----- Dataset entries -----

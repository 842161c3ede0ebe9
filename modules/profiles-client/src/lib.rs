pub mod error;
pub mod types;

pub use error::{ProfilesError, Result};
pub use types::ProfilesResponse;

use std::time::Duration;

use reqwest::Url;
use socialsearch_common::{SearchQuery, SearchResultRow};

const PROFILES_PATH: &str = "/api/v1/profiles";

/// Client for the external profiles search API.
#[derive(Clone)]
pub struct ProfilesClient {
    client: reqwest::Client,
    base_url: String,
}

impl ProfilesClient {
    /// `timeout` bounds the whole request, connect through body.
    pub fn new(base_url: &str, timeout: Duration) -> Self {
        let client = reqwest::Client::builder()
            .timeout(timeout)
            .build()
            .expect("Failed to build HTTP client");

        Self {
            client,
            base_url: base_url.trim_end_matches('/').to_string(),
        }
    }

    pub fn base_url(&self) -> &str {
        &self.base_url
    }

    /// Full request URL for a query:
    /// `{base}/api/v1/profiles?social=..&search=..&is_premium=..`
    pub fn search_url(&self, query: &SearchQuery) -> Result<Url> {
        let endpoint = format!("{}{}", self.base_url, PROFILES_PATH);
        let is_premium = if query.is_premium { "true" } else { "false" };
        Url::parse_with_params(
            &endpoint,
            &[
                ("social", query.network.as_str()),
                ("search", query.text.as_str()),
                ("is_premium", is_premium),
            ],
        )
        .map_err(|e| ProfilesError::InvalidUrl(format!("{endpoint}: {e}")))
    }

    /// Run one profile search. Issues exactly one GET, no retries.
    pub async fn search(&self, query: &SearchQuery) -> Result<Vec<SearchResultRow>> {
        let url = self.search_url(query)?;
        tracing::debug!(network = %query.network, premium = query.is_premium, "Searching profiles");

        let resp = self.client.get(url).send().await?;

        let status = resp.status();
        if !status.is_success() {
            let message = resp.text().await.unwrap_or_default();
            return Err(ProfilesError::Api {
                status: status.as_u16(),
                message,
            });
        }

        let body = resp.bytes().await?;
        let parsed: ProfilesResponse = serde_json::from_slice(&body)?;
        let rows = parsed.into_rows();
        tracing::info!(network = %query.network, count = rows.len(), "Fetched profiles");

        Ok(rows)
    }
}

-----
----- Dataset entries -----

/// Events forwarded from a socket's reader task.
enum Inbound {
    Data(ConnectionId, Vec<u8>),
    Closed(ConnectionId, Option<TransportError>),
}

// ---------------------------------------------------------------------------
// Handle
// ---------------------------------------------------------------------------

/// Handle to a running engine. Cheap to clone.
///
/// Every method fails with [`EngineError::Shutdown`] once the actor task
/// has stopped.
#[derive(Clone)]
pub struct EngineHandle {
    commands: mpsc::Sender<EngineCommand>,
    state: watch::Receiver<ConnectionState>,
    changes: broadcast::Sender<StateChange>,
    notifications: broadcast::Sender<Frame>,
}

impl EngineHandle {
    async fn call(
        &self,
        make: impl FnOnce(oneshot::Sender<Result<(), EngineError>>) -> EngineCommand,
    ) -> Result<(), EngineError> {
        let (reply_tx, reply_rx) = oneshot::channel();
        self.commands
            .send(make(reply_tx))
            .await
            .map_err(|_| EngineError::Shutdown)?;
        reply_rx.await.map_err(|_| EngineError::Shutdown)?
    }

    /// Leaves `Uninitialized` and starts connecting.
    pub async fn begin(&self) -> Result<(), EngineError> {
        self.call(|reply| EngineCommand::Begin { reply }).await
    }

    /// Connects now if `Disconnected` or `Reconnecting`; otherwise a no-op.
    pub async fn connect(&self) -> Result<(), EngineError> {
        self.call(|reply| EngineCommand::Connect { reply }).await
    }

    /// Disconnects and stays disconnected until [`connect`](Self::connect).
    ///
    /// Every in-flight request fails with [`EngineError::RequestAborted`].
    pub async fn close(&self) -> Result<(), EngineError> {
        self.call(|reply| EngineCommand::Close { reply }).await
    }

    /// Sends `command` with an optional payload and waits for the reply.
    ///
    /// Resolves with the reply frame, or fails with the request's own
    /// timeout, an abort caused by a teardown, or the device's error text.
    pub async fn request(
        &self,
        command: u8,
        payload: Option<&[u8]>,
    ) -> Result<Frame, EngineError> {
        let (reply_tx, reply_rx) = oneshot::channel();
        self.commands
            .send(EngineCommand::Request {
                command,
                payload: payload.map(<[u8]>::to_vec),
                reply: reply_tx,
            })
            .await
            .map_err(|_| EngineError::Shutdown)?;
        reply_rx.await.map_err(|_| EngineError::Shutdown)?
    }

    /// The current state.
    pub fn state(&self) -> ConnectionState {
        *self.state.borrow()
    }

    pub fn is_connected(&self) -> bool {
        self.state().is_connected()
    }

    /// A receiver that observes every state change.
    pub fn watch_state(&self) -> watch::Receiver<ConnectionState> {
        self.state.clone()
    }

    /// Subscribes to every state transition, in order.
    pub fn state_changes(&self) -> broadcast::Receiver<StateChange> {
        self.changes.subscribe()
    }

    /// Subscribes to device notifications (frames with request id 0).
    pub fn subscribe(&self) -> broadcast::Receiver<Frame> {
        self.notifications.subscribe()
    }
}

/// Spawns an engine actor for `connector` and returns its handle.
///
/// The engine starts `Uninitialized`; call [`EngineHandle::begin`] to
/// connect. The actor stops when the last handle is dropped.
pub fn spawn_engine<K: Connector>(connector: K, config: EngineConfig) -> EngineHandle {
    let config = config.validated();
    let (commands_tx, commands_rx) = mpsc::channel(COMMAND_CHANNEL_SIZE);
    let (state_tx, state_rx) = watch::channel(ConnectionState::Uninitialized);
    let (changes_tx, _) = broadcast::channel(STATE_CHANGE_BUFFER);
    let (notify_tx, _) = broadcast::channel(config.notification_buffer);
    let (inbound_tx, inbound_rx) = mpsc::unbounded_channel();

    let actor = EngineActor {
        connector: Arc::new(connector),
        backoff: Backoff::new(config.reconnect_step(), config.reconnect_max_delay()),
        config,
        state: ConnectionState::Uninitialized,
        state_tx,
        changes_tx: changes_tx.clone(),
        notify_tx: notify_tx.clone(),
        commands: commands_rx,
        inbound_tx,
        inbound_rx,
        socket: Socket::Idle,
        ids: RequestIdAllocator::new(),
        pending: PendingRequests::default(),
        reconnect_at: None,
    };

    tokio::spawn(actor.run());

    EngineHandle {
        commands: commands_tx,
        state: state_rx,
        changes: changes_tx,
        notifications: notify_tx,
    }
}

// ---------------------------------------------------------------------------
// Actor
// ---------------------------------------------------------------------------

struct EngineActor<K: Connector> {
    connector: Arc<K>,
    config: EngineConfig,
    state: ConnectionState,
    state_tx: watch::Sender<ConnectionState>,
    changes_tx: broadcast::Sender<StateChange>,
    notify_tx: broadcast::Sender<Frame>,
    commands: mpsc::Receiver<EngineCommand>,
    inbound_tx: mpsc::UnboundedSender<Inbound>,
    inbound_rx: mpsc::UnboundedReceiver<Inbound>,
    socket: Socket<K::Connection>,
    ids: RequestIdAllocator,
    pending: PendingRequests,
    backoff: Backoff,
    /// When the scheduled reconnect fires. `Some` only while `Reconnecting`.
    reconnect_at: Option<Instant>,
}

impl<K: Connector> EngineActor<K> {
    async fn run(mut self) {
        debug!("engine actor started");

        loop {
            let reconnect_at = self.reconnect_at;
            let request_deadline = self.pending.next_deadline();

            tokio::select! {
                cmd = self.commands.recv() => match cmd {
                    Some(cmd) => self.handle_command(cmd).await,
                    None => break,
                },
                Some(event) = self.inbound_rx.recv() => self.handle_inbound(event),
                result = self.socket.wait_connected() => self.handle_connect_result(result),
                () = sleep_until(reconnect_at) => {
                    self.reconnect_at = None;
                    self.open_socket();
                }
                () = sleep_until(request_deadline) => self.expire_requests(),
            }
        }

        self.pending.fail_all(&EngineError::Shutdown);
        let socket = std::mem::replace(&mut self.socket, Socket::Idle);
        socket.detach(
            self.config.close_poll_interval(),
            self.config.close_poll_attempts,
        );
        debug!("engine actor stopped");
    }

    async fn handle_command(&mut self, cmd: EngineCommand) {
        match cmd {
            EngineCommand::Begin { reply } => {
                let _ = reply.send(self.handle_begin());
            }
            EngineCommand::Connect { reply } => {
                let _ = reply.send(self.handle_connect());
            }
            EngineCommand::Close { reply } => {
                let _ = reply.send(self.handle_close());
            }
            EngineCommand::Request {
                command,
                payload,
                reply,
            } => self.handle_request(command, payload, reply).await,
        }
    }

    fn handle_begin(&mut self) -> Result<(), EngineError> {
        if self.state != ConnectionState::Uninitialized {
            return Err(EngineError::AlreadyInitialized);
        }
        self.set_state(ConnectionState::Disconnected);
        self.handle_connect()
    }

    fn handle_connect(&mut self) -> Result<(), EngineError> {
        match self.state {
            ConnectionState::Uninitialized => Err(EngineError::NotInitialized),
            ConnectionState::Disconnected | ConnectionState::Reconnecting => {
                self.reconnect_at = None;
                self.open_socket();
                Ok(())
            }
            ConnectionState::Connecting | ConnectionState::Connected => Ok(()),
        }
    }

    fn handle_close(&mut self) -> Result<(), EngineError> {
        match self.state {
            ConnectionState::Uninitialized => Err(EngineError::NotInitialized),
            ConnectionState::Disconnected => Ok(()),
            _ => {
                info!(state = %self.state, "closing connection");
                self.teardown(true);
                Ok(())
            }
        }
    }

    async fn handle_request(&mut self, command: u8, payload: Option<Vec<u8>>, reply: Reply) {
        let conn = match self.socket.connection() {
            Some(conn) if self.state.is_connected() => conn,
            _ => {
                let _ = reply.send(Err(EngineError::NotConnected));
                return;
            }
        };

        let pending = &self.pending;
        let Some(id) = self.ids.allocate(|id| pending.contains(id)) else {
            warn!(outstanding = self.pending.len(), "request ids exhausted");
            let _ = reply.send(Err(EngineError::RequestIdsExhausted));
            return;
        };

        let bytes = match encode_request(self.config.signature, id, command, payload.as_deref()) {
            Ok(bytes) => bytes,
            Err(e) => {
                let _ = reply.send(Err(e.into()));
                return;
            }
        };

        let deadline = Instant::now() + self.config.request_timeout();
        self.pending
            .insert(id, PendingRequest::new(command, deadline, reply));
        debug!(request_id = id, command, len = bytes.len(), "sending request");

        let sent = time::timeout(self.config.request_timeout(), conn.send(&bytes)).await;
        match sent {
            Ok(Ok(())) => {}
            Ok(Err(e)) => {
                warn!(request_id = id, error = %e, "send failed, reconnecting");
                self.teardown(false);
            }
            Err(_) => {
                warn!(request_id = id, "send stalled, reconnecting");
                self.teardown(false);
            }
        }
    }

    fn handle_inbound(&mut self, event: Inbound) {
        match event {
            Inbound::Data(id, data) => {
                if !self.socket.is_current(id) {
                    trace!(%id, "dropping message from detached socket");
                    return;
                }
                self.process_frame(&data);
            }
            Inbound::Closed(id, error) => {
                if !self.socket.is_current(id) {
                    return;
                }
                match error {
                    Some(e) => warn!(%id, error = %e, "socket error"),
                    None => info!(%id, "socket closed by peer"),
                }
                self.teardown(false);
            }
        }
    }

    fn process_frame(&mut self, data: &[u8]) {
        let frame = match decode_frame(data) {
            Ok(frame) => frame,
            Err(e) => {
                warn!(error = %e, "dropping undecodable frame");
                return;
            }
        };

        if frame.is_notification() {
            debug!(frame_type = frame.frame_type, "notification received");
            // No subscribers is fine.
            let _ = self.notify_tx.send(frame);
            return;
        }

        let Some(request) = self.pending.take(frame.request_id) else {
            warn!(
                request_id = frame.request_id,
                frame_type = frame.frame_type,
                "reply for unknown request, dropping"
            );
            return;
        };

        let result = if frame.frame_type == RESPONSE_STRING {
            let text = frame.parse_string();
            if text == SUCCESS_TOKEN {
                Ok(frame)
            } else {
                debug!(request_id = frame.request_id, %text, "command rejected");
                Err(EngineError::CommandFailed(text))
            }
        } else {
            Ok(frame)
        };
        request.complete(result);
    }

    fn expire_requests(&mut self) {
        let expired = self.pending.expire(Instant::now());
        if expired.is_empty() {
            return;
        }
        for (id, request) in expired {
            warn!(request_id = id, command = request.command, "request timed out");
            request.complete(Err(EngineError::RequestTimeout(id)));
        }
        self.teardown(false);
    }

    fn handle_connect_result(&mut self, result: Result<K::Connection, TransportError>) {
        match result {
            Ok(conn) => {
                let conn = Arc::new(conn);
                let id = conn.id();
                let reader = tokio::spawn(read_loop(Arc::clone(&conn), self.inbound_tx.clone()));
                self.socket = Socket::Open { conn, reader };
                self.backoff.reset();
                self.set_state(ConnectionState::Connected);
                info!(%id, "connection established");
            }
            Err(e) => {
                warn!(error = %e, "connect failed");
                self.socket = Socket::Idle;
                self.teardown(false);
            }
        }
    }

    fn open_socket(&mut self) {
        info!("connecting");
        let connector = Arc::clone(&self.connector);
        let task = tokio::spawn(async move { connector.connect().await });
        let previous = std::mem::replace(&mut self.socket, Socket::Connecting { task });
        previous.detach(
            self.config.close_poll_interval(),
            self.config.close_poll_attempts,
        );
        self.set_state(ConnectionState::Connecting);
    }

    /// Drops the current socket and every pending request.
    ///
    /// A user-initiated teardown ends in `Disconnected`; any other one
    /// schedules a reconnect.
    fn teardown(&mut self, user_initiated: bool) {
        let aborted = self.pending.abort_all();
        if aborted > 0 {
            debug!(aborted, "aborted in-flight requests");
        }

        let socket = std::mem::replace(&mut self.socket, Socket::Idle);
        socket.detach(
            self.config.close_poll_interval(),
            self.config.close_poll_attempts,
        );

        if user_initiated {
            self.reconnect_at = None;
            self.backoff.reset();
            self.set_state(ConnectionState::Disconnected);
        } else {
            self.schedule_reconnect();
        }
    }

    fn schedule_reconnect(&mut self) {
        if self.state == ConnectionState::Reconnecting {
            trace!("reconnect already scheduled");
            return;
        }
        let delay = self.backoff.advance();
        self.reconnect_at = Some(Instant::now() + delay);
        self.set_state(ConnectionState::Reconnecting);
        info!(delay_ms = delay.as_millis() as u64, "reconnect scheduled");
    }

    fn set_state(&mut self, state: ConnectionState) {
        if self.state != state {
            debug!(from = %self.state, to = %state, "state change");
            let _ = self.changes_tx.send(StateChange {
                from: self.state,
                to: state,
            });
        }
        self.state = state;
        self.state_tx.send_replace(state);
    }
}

-----

Wherever a line holds the word "sent", copy that line out of the entries above.

        let sent = time::timeout(self.config.request_timeout(), conn.send(&bytes)).await;
        match sent {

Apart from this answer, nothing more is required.